Stored data
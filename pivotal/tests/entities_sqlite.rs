#![cfg(feature = "sqlite")]

use futures_util::TryStreamExt;
use pivotal::prelude::*;
use pivotal::test_utils::{RecordingSink, apply_schema, memory_sqlite};
use pivotal::{Connection, Resolved, SearchResult};

const SCHEMA: &str = "
    CREATE TABLE writers (id INTEGER PRIMARY KEY, name TEXT);
    CREATE TABLE posts (
        id INTEGER PRIMARY KEY,
        title TEXT NOT NULL UNIQUE,
        views INTEGER,
        draft BOOLEAN,
        writer_id INTEGER
    );
    CREATE TABLE notes (id INTEGER PRIMARY KEY, body TEXT);
    CREATE TABLE labels (id INTEGER PRIMARY KEY, label TEXT);
    CREATE TABLE posts_notes (post_id INTEGER NOT NULL, note_id INTEGER NOT NULL);
    CREATE TABLE posts_labels (
        post_id INTEGER NOT NULL,
        label_id INTEGER NOT NULL,
        UNIQUE (post_id, label_id)
    )
";

fn post_rules() -> Validators {
    Validators::new()
        .sanitize("title", |v| {
            if let Value::Text(s) = v {
                *s = s.trim().to_owned();
            }
        })
        .check("title", |v| !v.is_empty())
        .check("views", |v| v.as_i64().is_none_or(|n| n >= 0))
}

fn label_filters() -> Filters {
    Filters::new().filter("label", |v| match v {
        Value::Text(s) => Value::Text(s.to_uppercase()),
        other => other,
    })
}

#[derive(Entity, Debug)]
#[entity(validators = post_rules)]
#[fields(title: String, views: i64, draft: bool, writer_id: i64)]
#[one_to_many(Note)]
#[many_to_many(Label)]
#[one_to_one(Writer, column = "writer_id")]
pub struct Post {
    record: Record<Post>,
}

#[derive(Entity, Debug)]
#[fields(body: String)]
pub struct Note {
    record: Record<Note>,
}

#[derive(Entity, Debug)]
#[entity(filters = label_filters)]
#[fields(label: String)]
pub struct Label {
    record: Record<Label>,
}

#[derive(Entity, Debug)]
#[fields(name: String)]
pub struct Writer {
    record: Record<Writer>,
}

fn init_tracing() {
    let _ = tracing_subscriber::fmt()
        .with_test_writer()
        .with_max_level(tracing::Level::DEBUG)
        .try_init();
}

async fn setup() -> Box<dyn Connection> {
    init_tracing();
    let mut conn = memory_sqlite().await.expect("sqlite");
    let mut ex = Executor::new(&mut *conn);
    apply_schema(&mut ex, SCHEMA).await.expect("schema");
    conn
}

async fn count(ex: &mut Executor<'_>, table: &str) -> i64 {
    let rows = ex
        .fetch_all(&format!("SELECT COUNT(*) AS n FROM {}", table), &[])
        .await
        .expect("count");
    rows[0].id("n").expect("count column")
}

async fn saved_label(ex: &mut Executor<'_>, text: &str) -> Label {
    let mut label = Label::new();
    label.set_label(text);
    label.save(ex).await.expect("save label");
    label
}

#[test]
fn derived_metadata_uses_naming_defaults() {
    let ty = Post::entity_type();
    assert_eq!(ty.name(), "Post");
    assert_eq!(ty.table(), "posts");
    let columns: Vec<_> = ty.fields().iter().map(|f| f.column()).collect();
    assert_eq!(columns, ["title", "views", "draft", "writer_id"]);

    let labels = ty.relation("labels").expect("labels relation");
    assert_eq!(labels.pivot_table(ty), "posts_labels");
    assert_eq!(labels.owner_column(ty), "post_id");
    assert_eq!(labels.target_column(), "label_id");
    assert_eq!(ty.relation("writer").expect("writer").foreign_key_column(), "writer_id");
    assert!(ty.relation("notes").is_some());
}

#[test]
fn typed_setters_validate() {
    let mut post = Post::new();
    assert!(post.set_title("  Padded "));
    assert_eq!(post.title().as_deref(), Some("Padded"));
    assert!(!post.set_title(""));
    assert!(post.set_views(3));
    assert!(!post.set_views(-1));
    assert_eq!(post.views(), Some(3));
    assert!(post.draft().is_none());
}

#[tokio::test]
async fn save_then_find_round_trips_fields_and_links() {
    let mut conn = setup().await;
    let mut ex = Executor::new(&mut *conn);

    let rust = saved_label(&mut ex, "rust").await;
    let sql = saved_label(&mut ex, "sql").await;

    let mut post = Post::new();
    assert!(!post.is_persisted());
    post.set_title("Pivots");
    post.set_draft(false);
    assert!(post.labels_mut().append_entity(&rust));
    assert!(post.labels_mut().append_entity(&sql));
    assert!(!post.labels_mut().append_entity(&Label::new()));

    assert!(post.save(&mut ex).await.unwrap());
    assert!(post.is_persisted());
    let id = post.id().unwrap();
    assert!(id > 0);
    assert_eq!(post.flush_associations(&mut ex).await.unwrap(), 2);

    let found = Post::find(&mut ex, id).await.unwrap().unwrap();
    assert_eq!(found.title().as_deref(), Some("Pivots"));
    assert_eq!(found.draft(), Some(false));
    assert_eq!(found.views(), None);
    assert_eq!(found.labels().ids(), [rust.id().unwrap(), sql.id().unwrap()]);
    assert!(found.notes().is_empty());
    assert!(found.writer().is_none());
}

#[tokio::test]
async fn appends_are_deduplicated_and_flushed_once() {
    let mut conn = setup().await;
    let mut ex = Executor::new(&mut *conn);

    let mut post = Post::new();
    post.set_title("Dedup");
    assert!(post.labels_mut().append(5));
    assert!(!post.labels_mut().append(5));
    assert_eq!(post.labels().len(), 1);

    post.save(&mut ex).await.unwrap();
    assert_eq!(post.flush_associations(&mut ex).await.unwrap(), 1);
    assert_eq!(post.flush_associations(&mut ex).await.unwrap(), 0);
    assert_eq!(count(&mut ex, "posts_labels").await, 1);

    assert!(post.labels_mut().append(6));
    assert_eq!(post.labels().pending(), [6]);
    assert_eq!(post.flush_associations(&mut ex).await.unwrap(), 1);
    assert_eq!(count(&mut ex, "posts_labels").await, 2);
}

#[tokio::test]
async fn delete_removes_links_and_owned_notes() {
    let mut conn = setup().await;
    let mut ex = Executor::new(&mut *conn);

    let mut keep = Note::new();
    keep.set_body("unrelated");
    keep.save(&mut ex).await.unwrap();

    let mut post = Post::new();
    post.set_title("Doomed");
    post.save(&mut ex).await.unwrap();
    for body in ["first", "second"] {
        let mut note = Note::new();
        note.set_body(body);
        note.save(&mut ex).await.unwrap();
        post.notes_mut().append_entity(&note);
    }
    post.labels_mut().append(1);
    post.flush_associations(&mut ex).await.unwrap();

    assert!(post.delete(&mut ex).await.unwrap());
    assert!(!post.is_persisted());
    assert!(post.id().is_none());

    assert_eq!(count(&mut ex, "posts").await, 0);
    assert_eq!(count(&mut ex, "posts_labels").await, 0);
    assert_eq!(count(&mut ex, "posts_notes").await, 0);
    assert_eq!(count(&mut ex, "notes").await, 1);
    assert!(Note::find(&mut ex, keep.id().unwrap()).await.unwrap().is_some());
}

#[tokio::test]
async fn failed_insert_is_reported_once_and_stays_virtual() {
    let mut conn = setup().await;
    let sink = RecordingSink::default();
    let mut ex = Executor::new(&mut *conn).with_sink(&sink);

    let mut first = Post::new();
    first.set_title("Unique");
    first.save(&mut ex).await.unwrap();
    assert!(sink.is_empty());

    let mut second = Post::new();
    second.set_title("Unique");
    second.labels_mut().append(9);
    let err = second.save(&mut ex).await.unwrap_err();
    assert!(err.is_data_access());
    assert!(err.to_string().contains("inserting Post"));
    assert!(!second.is_persisted());
    assert_eq!(second.labels().pending(), [9]);

    let entries = sink.entries();
    assert_eq!(entries.len(), 1);
    assert_eq!(entries[0].0, "inserting Post");
    assert_eq!(count(&mut ex, "posts").await, 1);
}

#[tokio::test]
async fn one_to_one_target_is_loaded_with_its_owner() {
    let mut conn = setup().await;
    let mut ex = Executor::new(&mut *conn);

    let mut writer = Writer::new();
    writer.set_name("Lin");
    writer.save(&mut ex).await.unwrap();
    let writer_id = writer.id().unwrap();

    let mut post = Post::new();
    post.set_title("Bylined");
    assert!(post.set_writer(writer));
    assert_eq!(post.writer_id(), Some(writer_id));
    post.save(&mut ex).await.unwrap();

    let found = Post::find(&mut ex, post.id().unwrap()).await.unwrap().unwrap();
    let writer = found.writer().expect("writer loaded");
    assert!(writer.is_persisted());
    assert_eq!(writer.name().as_deref(), Some("Lin"));
}

#[tokio::test]
async fn collections_stream_resolved_entities() {
    let mut conn = setup().await;
    let mut ex = Executor::new(&mut *conn);

    let mut post = Post::new();
    post.set_title("Streamed");
    post.save(&mut ex).await.unwrap();
    for text in ["a", "b", "c"] {
        let label = saved_label(&mut ex, text).await;
        post.labels_mut().append_entity(&label);
    }
    post.flush_associations(&mut ex).await.unwrap();

    let found = Post::find(&mut ex, post.id().unwrap()).await.unwrap().unwrap();
    let labels: Vec<Resolved<Label>> = found.labels().stream(&mut ex).try_collect().await.unwrap();
    let texts: Vec<_> = labels
        .into_iter()
        .filter_map(Resolved::into_entity)
        .filter_map(|l| l.label())
        .collect();
    assert_eq!(texts, ["A", "B", "C"]);

    let first = found.labels().get::<Label>(&mut ex, 0).await.unwrap();
    assert!(matches!(first, Some(Resolved::Entity(_))));
    let err = found.labels().get::<Note>(&mut ex, 0).await.unwrap_err();
    assert!(matches!(err, Error::TypeMismatch { .. }));
}

#[tokio::test]
async fn search_finds_ids_and_raw_rows() {
    let mut conn = setup().await;
    let mut ex = Executor::new(&mut *conn);

    for (title, views) in [("alpha", 5), ("beta", 50), ("gamma", 500), ("alphabet", 7)] {
        let mut post = Post::new();
        post.set_title(title);
        post.set_views(views);
        post.save(&mut ex).await.unwrap();
    }

    let popular = Post::search(&mut ex)
        .more_or_equal("views", 50)
        .order_by(["views DESC"])
        .start()
        .await
        .unwrap()
        .into_ids();
    assert_eq!(popular.ids(), [3, 2]);
    assert!(popular.target().is_some_and(|t| t.is::<Post>()));

    let alphas = Post::search(&mut ex)
        .like("title", "alpha%")
        .equal("views", 5)
        .not()
        .start()
        .await
        .unwrap()
        .into_ids();
    assert_eq!(alphas.ids(), [4]);

    let nothing = Post::search(&mut ex)
        .is_in("id", Vec::<i64>::new())
        .start()
        .await
        .unwrap()
        .into_ids();
    assert!(nothing.is_empty());

    let paged = Post::search(&mut ex)
        .more_than("id", 0)
        .order_by(["id"])
        .limit_to((1, 2))
        .start()
        .await
        .unwrap()
        .into_ids();
    assert_eq!(paged.ids(), [2, 3]);

    let rows = Post::search(&mut ex)
        .raw_query("SELECT title FROM posts WHERE views < ? ORDER BY id")
        .bind_values([10])
        .start()
        .await
        .unwrap();
    let SearchResult::Rows(rows) = rows else {
        panic!("raw queries return rows");
    };
    let titles: Vec<_> = rows
        .iter()
        .filter_map(|r| r.get("title").and_then(Value::as_str).map(str::to_owned))
        .collect();
    assert_eq!(titles, ["alpha", "alphabet"]);
}
use proc_macro2::Span;
use syn::parse::{Parse, ParseStream};
use syn::punctuated::Punctuated;
use syn::{Attribute, Expr, ExprLit, Ident, Lit, LitStr, MetaNameValue, Path, Token, Type};

/// `#[entity(name = "...", table = "...", validators = path, filters = path)]`
#[derive(Default)]
pub struct EntityArgs {
    pub name: Option<LitStr>,
    pub table: Option<LitStr>,
    pub validators: Option<Path>,
    pub filters: Option<Path>,
}

/// One `name: Type` entry of `#[fields(...)]`.
pub struct FieldDecl {
    pub ident: Ident,
    pub ty: Type,
}

impl Parse for FieldDecl {
    fn parse(input: ParseStream) -> syn::Result<Self> {
        let ident: Ident = input.parse()?;
        input.parse::<Token![:]>()?;
        let ty: Type = input.parse()?;
        Ok(Self { ident, ty })
    }
}

#[derive(Clone, Copy, PartialEq, Eq, Debug)]
pub enum RelationKind {
    OneToOne,
    OneToMany,
    ManyToMany,
}

impl RelationKind {
    fn from_attr(attr: &Attribute) -> Option<Self> {
        let path = attr.path();
        if path.is_ident("one_to_one") {
            Some(Self::OneToOne)
        } else if path.is_ident("one_to_many") {
            Some(Self::OneToMany)
        } else if path.is_ident("many_to_many") {
            Some(Self::ManyToMany)
        } else {
            None
        }
    }
}

/// `#[many_to_many(Tag, parent = "...", child = "...", name = "...")]` and friends.
pub struct RelationDecl {
    pub kind: RelationKind,
    pub target: Path,
    pub parent: Option<LitStr>,
    pub child: Option<LitStr>,
    pub name: Option<LitStr>,
}

struct RelationArgs {
    target: Path,
    options: Vec<MetaNameValue>,
}

impl Parse for RelationArgs {
    fn parse(input: ParseStream) -> syn::Result<Self> {
        let target: Path = input.parse()?;
        let mut options = Vec::new();
        while input.peek(Token![,]) {
            input.parse::<Token![,]>()?;
            if input.is_empty() {
                break;
            }
            options.push(input.parse()?);
        }
        Ok(Self { target, options })
    }
}

fn lit_str(value: &Expr) -> syn::Result<LitStr> {
    match value {
        Expr::Lit(ExprLit {
            lit: Lit::Str(s), ..
        }) => Ok(s.clone()),
        other => Err(syn::Error::new_spanned(other, "expected a string literal")),
    }
}

fn path(value: &Expr) -> syn::Result<Path> {
    match value {
        Expr::Path(p) => Ok(p.path.clone()),
        other => Err(syn::Error::new_spanned(other, "expected a function path")),
    }
}

fn key_of(nv: &MetaNameValue) -> String {
    nv.path
        .get_ident()
        .map(ToString::to_string)
        .unwrap_or_default()
}

pub fn entity_args(attrs: &[Attribute]) -> syn::Result<EntityArgs> {
    let mut args = EntityArgs::default();
    for attr in attrs.iter().filter(|a| a.path().is_ident("entity")) {
        let items = attr.parse_args_with(Punctuated::<MetaNameValue, Token![,]>::parse_terminated)?;
        for nv in items {
            match key_of(&nv).as_str() {
                "name" => args.name = Some(lit_str(&nv.value)?),
                "table" => args.table = Some(lit_str(&nv.value)?),
                "validators" => args.validators = Some(path(&nv.value)?),
                "filters" => args.filters = Some(path(&nv.value)?),
                _ => {
                    return Err(syn::Error::new_spanned(
                        &nv.path,
                        "unknown entity option, expected `name`, `table`, `validators` or `filters`",
                    ));
                }
            }
        }
    }
    Ok(args)
}

pub fn field_decls(attrs: &[Attribute]) -> syn::Result<Vec<FieldDecl>> {
    let mut fields: Vec<FieldDecl> = Vec::new();
    for attr in attrs.iter().filter(|a| a.path().is_ident("fields")) {
        let items = attr.parse_args_with(Punctuated::<FieldDecl, Token![,]>::parse_terminated)?;
        for field in items {
            if field.ident == "id" {
                return Err(syn::Error::new(
                    field.ident.span(),
                    "`id` is implicit and must not be declared",
                ));
            }
            if fields.iter().any(|f| f.ident == field.ident) {
                return Err(syn::Error::new(field.ident.span(), "field declared twice"));
            }
            fields.push(field);
        }
    }
    Ok(fields)
}

pub fn relation_decls(attrs: &[Attribute]) -> syn::Result<Vec<RelationDecl>> {
    let mut relations = Vec::new();
    for attr in attrs {
        let Some(kind) = RelationKind::from_attr(attr) else {
            continue;
        };
        let args: RelationArgs = attr.parse_args()?;
        let mut decl = RelationDecl {
            kind,
            target: args.target,
            parent: None,
            child: None,
            name: None,
        };
        for nv in &args.options {
            match (key_of(nv).as_str(), kind) {
                ("name", _) => decl.name = Some(lit_str(&nv.value)?),
                ("parent", _) | ("column", RelationKind::OneToOne) => {
                    decl.parent = Some(lit_str(&nv.value)?)
                }
                ("child", RelationKind::OneToMany | RelationKind::ManyToMany) => {
                    decl.child = Some(lit_str(&nv.value)?)
                }
                _ => {
                    return Err(syn::Error::new_spanned(
                        &nv.path,
                        "unknown relation option, expected `parent`, `child`, `column` or `name`",
                    ));
                }
            }
        }
        relations.push(decl);
    }
    Ok(relations)
}

/// `es` after `s` or `h`, `s` otherwise.
pub fn pluralize(word: &str) -> String {
    if word.ends_with('s') || word.ends_with('h') {
        format!("{}es", word)
    } else {
        format!("{}s", word)
    }
}

impl RelationDecl {
    fn target_name(&self) -> String {
        self.target
            .segments
            .last()
            .map(|s| s.ident.to_string())
            .unwrap_or_default()
    }

    /// Record key, also used as the accessor name.
    pub fn key(&self) -> String {
        match (&self.name, self.kind) {
            (Some(name), _) => name.value(),
            (None, RelationKind::OneToOne) => self.target_name().to_lowercase(),
            (None, _) => pluralize(&self.target_name().to_lowercase()),
        }
    }

    pub fn key_ident(&self) -> syn::Result<Ident> {
        let key = self.key();
        let span = self.name.as_ref().map_or_else(Span::call_site, LitStr::span);
        syn::parse_str::<Ident>(&key)
            .map(|ident| Ident::new(&ident.to_string(), span))
            .map_err(|_| syn::Error::new(span, format!("relation name `{}` is not an identifier", key)))
    }
}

• _What you should do_:
Copy each line from the records above that includes the string "word".

• _Problem solution_:
pub fn pluralize(word: &str) -> String {
    if word.ends_with('s') || word.ends_with('h') {
        format!("{}es", word)
        format!("{}s", word)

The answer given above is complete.